**Description of the task**
Starting from the line with "pub use error::LedgerError;", transcribe each line to the end of the records below. Copy them exactly and write nothing else.

========================================================================

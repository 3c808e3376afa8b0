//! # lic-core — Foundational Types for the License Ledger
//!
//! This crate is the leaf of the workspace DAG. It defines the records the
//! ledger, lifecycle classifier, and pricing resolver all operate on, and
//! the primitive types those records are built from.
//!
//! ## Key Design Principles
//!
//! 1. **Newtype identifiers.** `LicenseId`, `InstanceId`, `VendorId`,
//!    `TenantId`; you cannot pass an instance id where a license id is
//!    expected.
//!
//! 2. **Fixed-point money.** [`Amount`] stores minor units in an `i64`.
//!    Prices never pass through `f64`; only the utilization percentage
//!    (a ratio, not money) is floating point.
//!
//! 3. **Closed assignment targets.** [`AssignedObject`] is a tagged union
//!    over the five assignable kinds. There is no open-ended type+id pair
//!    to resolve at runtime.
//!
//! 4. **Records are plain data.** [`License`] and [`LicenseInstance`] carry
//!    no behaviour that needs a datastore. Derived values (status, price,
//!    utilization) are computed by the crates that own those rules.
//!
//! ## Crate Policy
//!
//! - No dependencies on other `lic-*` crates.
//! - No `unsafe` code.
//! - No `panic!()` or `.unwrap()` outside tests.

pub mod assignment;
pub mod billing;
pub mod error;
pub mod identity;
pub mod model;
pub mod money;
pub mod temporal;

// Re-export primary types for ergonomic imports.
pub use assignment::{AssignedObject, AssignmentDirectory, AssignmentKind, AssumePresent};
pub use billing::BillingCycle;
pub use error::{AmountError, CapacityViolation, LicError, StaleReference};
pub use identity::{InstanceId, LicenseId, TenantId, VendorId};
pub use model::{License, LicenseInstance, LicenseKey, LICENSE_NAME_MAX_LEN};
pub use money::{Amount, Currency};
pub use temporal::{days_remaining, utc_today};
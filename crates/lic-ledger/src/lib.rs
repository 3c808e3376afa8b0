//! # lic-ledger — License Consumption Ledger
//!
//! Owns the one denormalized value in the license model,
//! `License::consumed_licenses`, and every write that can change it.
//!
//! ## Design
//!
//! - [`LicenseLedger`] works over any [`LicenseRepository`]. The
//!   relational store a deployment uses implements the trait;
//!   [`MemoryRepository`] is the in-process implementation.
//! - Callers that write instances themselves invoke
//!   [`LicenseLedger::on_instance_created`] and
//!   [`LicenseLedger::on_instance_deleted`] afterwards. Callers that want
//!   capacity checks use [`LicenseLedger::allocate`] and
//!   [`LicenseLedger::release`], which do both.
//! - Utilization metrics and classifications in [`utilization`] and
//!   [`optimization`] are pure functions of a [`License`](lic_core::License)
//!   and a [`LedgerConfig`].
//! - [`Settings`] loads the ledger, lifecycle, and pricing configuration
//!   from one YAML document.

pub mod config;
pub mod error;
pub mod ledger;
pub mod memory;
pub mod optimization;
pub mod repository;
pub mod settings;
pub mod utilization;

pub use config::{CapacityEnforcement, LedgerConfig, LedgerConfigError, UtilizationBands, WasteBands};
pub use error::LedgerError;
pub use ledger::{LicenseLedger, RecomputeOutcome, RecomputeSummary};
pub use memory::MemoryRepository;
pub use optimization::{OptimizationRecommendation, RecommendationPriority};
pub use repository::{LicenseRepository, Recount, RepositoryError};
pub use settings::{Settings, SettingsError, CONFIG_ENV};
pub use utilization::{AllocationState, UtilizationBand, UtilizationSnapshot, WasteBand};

========================================================================

**Reply**
pub use error::LedgerError;
pub use ledger::{LicenseLedger, RecomputeOutcome, RecomputeSummary};
pub use memory::MemoryRepository;
pub use optimization::{OptimizationRecommendation, RecommendationPriority};
pub use repository::{LicenseRepository, Recount, RepositoryError};
pub use settings::{Settings, SettingsError, CONFIG_ENV};
pub use utilization::{AllocationState, UtilizationBand, UtilizationSnapshot, WasteBand};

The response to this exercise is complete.